### Activity
Please restate the data word for word.

### Provided records

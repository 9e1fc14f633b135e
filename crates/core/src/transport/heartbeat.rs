//! Keepalive for idle sockets
//!
//! The server closes sockets that stay silent past its idle timeout. A
//! player staring at a prompt sends nothing, so the client emits a
//! `keepalive` on a fixed interval.

use std::time::Duration;
use tokio::sync::mpsc;
use tokio::time::{interval_at, Instant};

use crate::types::ClientMessage;
use crate::{CoreError, Result};

/// Default time between keepalives
pub const KEEPALIVE_INTERVAL: Duration = Duration::from_secs(30);

pub struct Heartbeat;

impl Heartbeat {
    /// Spawn the keepalive task
    ///
    /// Sends `{"type":"keepalive"}` into `tx` every `every`, starting one
    /// period from now. Ends with `SessionClosed` once the receiver is gone.
    pub fn spawn(
        tx: mpsc::UnboundedSender<ClientMessage>,
        every: Duration,
    ) -> tokio::task::JoinHandle<Result<()>> {
        tokio::spawn(async move {
            let mut ticker = interval_at(Instant::now() + every, every);

            loop {
                ticker.tick().await;

                if tx.send(ClientMessage::keepalive()).is_err() {
                    tracing::debug!("Keepalive channel closed");
                    return Err(CoreError::SessionClosed);
                }
                tracing::trace!("Keepalive queued");
            }
        })
    }
}
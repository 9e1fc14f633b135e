//! Error types for the game host

use cellquest_core::CoreError;
use std::any::Any;
use std::net::IpAddr;
use thiserror::Error;

/// Errors a game script can see from its engine
#[derive(Debug, Error)]
pub enum EngineError {
    #[error("Session closed")]
    SessionClosed,

    #[error("Invalid request: {0}")]
    InvalidRequest(String),

    #[error("Script panicked: {0}")]
    Panicked(String),

    #[error(transparent)]
    Core(#[from] CoreError),
}

impl EngineError {
    /// Describe a panic payload caught from a script
    pub fn from_panic(payload: Box<dyn Any + Send>) -> Self {
        let msg = payload
            .downcast_ref::<&str>()
            .map(|s| s.to_string())
            .or_else(|| payload.downcast_ref::<String>().cloned())
            .unwrap_or_else(|| "non-string payload".to_string());
        Self::Panicked(msg)
    }
}

impl From<serde_json::Error> for EngineError {
    fn from(e: serde_json::Error) -> Self {
        Self::Core(CoreError::Serialization(e))
    }
}

/// Reasons a connect is refused
#[derive(Debug, Error)]
pub enum ConnectError {
    #[error("Too many new sessions from {0}")]
    RateLimited(IpAddr),
}

#[cfg(test)]
mod tests {
    use super::*;

    #[test]
    fn test_engine_error_display() {
        assert_eq!(EngineError::SessionClosed.to_string(), "Session closed");
        assert_eq!(
            EngineError::InvalidRequest("no options".into()).to_string(),
            "Invalid request: no options"
        );
    }

    #[test]
    fn test_panic_payloads() {
        let err = EngineError::from_panic(Box::new("boom"));
        assert_eq!(err.to_string(), "Script panicked: boom");
        let err = EngineError::from_panic(Box::new(format!("bad {}", 7)));
        assert_eq!(err.to_string(), "Script panicked: bad 7");
        let err = EngineError::from_panic(Box::new(42u8));
        assert_eq!(err.to_string(), "Script panicked: non-string payload");
    }

    #[test]
    fn test_json_error_wraps_core() {
        let err: EngineError = serde_json::from_str::<u8>("x").unwrap_err().into();
        assert!(matches!(err, EngineError::Core(CoreError::Serialization(_))));
    }
}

### Your solution
repository 9e1fc14f633b135e
filename crates/core/src/transport/heartbeat.rs
//! Keepalive for idle sockets
//!
//! The server closes sockets that stay silent past its idle timeout. A
//! player staring at a prompt sends nothing, so the client emits a
//! `keepalive` on a fixed interval.

use std::time::Duration;
use tokio::sync::mpsc;
use tokio::time::{interval_at, Instant};

use crate::types::ClientMessage;
use crate::{CoreError, Result};

/// Default time between keepalives
pub const KEEPALIVE_INTERVAL: Duration = Duration::from_secs(30);

pub struct Heartbeat;

impl Heartbeat {
    /// Spawn the keepalive task
    ///
    /// Sends `{"type":"keepalive"}` into `tx` every `every`, starting one
    /// period from now. Ends with `SessionClosed` once the receiver is gone.
    pub fn spawn(
        tx: mpsc::UnboundedSender<ClientMessage>,
        every: Duration,
    ) -> tokio::task::JoinHandle<Result<()>> {
        tokio::spawn(async move {
            let mut ticker = interval_at(Instant::now() + every, every);

            loop {
                ticker.tick().await;

                if tx.send(ClientMessage::keepalive()).is_err() {
                    tracing::debug!("Keepalive channel closed");
                    return Err(CoreError::SessionClosed);
                }
                tracing::trace!("Keepalive queued");
            }
        })
    }
}
repository 9e1fc14f633b135e
//! Error types for the game host

use cellquest_core::CoreError;
use std::any::Any;
use std::net::IpAddr;
use thiserror::Error;

/// Errors a game script can see from its engine
#[derive(Debug, Error)]
pub enum EngineError {
    #[error("Session closed")]
    SessionClosed,

    #[error("Invalid request: {0}")]
    InvalidRequest(String),

    #[error("Script panicked: {0}")]
    Panicked(String),

    #[error(transparent)]
    Core(#[from] CoreError),
}

impl EngineError {
    /// Describe a panic payload caught from a script
    pub fn from_panic(payload: Box<dyn Any + Send>) -> Self {
        let msg = payload
            .downcast_ref::<&str>()
            .map(|s| s.to_string())
            .or_else(|| payload.downcast_ref::<String>().cloned())
            .unwrap_or_else(|| "non-string payload".to_string());
        Self::Panicked(msg)
    }
}

impl From<serde_json::Error> for EngineError {
    fn from(e: serde_json::Error) -> Self {
        Self::Core(CoreError::Serialization(e))
    }
}

/// Reasons a connect is refused
#[derive(Debug, Error)]
pub enum ConnectError {
    #[error("Too many new sessions from {0}")]
    RateLimited(IpAddr),
}

#[cfg(test)]
mod tests {
    use super::*;

    #[test]
    fn test_engine_error_display() {
        assert_eq!(EngineError::SessionClosed.to_string(), "Session closed");
        assert_eq!(
            EngineError::InvalidRequest("no options".into()).to_string(),
            "Invalid request: no options"
        );
    }

    #[test]
    fn test_panic_payloads() {
        let err = EngineError::from_panic(Box::new("boom"));
        assert_eq!(err.to_string(), "Script panicked: boom");
        let err = EngineError::from_panic(Box::new(format!("bad {}", 7)));
        assert_eq!(err.to_string(), "Script panicked: bad 7");
        let err = EngineError::from_panic(Box::new(42u8));
        assert_eq!(err.to_string(), "Script panicked: non-string payload");
    }

    #[test]
    fn test_json_error_wraps_core() {
        let err: EngineError = serde_json::from_str::<u8>("x").unwrap_err().into();
        assert!(matches!(err, EngineError::Core(CoreError::Serialization(_))));
    }
}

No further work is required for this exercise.